Pero aquí, allí, en toda España, hay algo común que deslumbra; el cielo de nuestras noches de estío. Cuando levantamos los ojos y descubrimos los astros innumerables tachonando lo infinito, sentimos no tener alas para volar hasta esos abismos de vida poblados de mundos, cuyas armonías quisiéramos oír como vemos sus divinos resplandores. La tinta azul oscura que la noche extiende en los espacios, parece destinada a que resalten las infinitas luminarias y su continuo centelleo. Unas tienen color de oro, otras color de luna, muchas reflejos rojizos; éstas de verdaderos soles aspecto; aquéllas la indecisión de gasas trasparentes o la brevedad de cónicos gérmenes, todos la vida de la luz, alma del Universo, la cual, por etérea, por pura, por impalpable, se aproxima al ser y esencia de la idea. ¡Cuántas veces el pensamiento vuela entre esos planetas, esos mundos, esos soles para recoger su impalpable sustancia como la tenue mariposa vuela entre las flores para recoger en las tenues alas sus matices y bañarse en sus deliciosos aromas! Noches de Junio, en que la primavera se despide y envía sus últimos suspiros; en que el ruiseñor, criados ya sus polluelos, se calla y exhala sus últimos gorjeos; en que el calor comienza a encender la tierra y el relampagueo de la exuberante electricidad a centellear por los rojizos horizontes; en que las rosas levantan el incienso de sus más delicados perfumes, y las fajas blanquecinas de la vía láctea, comienzan a rayar en la bóveda celeste; ¡cuánto amor y cuánta poesía se encierran en tus misterios y en tus sombras!
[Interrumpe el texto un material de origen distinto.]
use async_trait::async_trait;
use jsonwebtoken::{Algorithm, Validation};
use serde::{Deserialize, Serialize};

use crate::config::IdentityConfig;

/// A verified caller.
#[derive(Debug, Clone, PartialEq, Eq)]
pub struct Identity {
    /// The issuer's stable user id (`sub`).
    pub uid: String,
    pub email: Option<String>,
}

/// Claims read from an identity token.
#[derive(Debug, Clone, Serialize, Deserialize)]
pub struct IdentityClaims {
    /// Subject -- the user's id at the identity provider.
    pub sub: String,
    #[serde(default, skip_serializing_if = "Option::is_none")]
    pub email: Option<String>,
    /// Expiration time (UTC Unix timestamp).
    pub exp: i64,
    /// Issued-at time (UTC Unix timestamp).
    #[serde(default)]
    pub iat: i64,
    #[serde(default, skip_serializing_if = "Option::is_none")]
    pub iss: Option<String>,
    #[serde(default, skip_serializing_if = "Option::is_none")]
    pub aud: Option<String>,
}

impl From<IdentityClaims> for Identity {
    fn from(claims: IdentityClaims) -> Self {
        Identity {
            uid: claims.sub,
            email: claims.email,
        }
    }
}

#[derive(Debug, thiserror::Error)]
pub enum IdentityError {
    /// Signature, expiry, issuer or audience check failed, or the token is malformed.
    #[error("Invalid token: {0}")]
    InvalidToken(#[from] jsonwebtoken::errors::Error),

    /// The token header names no signing key.
    #[error("Token header has no key id")]
    MissingKeyId,

    /// No key with this id exists in the key set, even after a refetch.
    #[error("Unknown signing key '{0}'")]
    UnknownKey(String),

    /// The key set could not be fetched.
    #[error("Key set fetch failed: {0}")]
    KeyFetch(#[from] reqwest::Error),
}

/// Verifies a bearer token and returns the caller's identity.
#[async_trait]
pub trait IdentityVerifier: Send + Sync {
    async fn verify(&self, token: &str) -> Result<Identity, IdentityError>;
}

/// Validation rules for `algorithm` with the configured issuer and audience.
pub(crate) fn build_validation(algorithm: Algorithm, config: &IdentityConfig) -> Validation {
    let mut validation = Validation::new(algorithm);
    if let Some(issuer) = &config.issuer {
        validation.set_issuer(&[issuer]);
    }
    match &config.audience {
        Some(audience) => validation.set_audience(&[audience]),
        None => validation.validate_aud = false,
    }
    validation
}
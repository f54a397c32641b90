//! Trained voice model metadata.

use coachly_core::types::DocId;
use serde::{Deserialize, Serialize};

/// A user's trained voice. At most one per user; retraining replaces it.
#[derive(Debug, Clone, PartialEq, Serialize, Deserialize)]
pub struct VoiceModel {
    pub id: DocId,
    pub user_id: String,
    pub training_id: String,
    pub model_path: String,
    #[serde(default)]
    pub audio_path: Option<String>,
    pub status: String,
    pub created_at: String,
    pub updated_at: String,
}

#[derive(Debug, Clone, Serialize)]
pub struct CreateVoiceModel {
    pub user_id: String,
    pub training_id: String,
    pub model_path: String,
    pub audio_path: Option<String>,
    pub status: String,
}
Ricardo, que después de dejar a Micaela tan pagada de su felicidad, no se apartó un minuto de Jaime, cuya herida, tomada por mortal en los primeros momentos, perdía gravedad en el concepto de los médicos, a medida que se revelaba a su ciencia, Ricardo, decía, salióse a eso de las once en la noche de San Juan a dar un paseo por el Prado, y ver si había sucedido a la batalla del veintidós alguna animación. Madrid estaba, a la verdad, de triste luto y en profundo duelo. Los comerciantes se habían presentado pero apenas se habían presentado los compradores. Humeaba en la sartén el hirviente aceite; resplandecían colgados de las ramas los faroles; exhalaban las verdes albahacas sus aromas desde los rojos tiestos; lucian las botillerías sus frascos y los aguaduchos sus botijos, y los teatros ambulantes sus polichinelas, y los dioramas sus vistas, y los organillos sus sonatas, y los confiteros sus provisiones, y los acróbatas su agilidad, sin que el bullicioso Madrid, que por el Prado se esparce todos los años en semejante noche, corriera a participar de la nocturna fiesta y a henchirla con su inagotable alegría..Veíase por este apartamiento, por esta invencible tristeza, cómo había la población peleado en el combate y caído en el desastre.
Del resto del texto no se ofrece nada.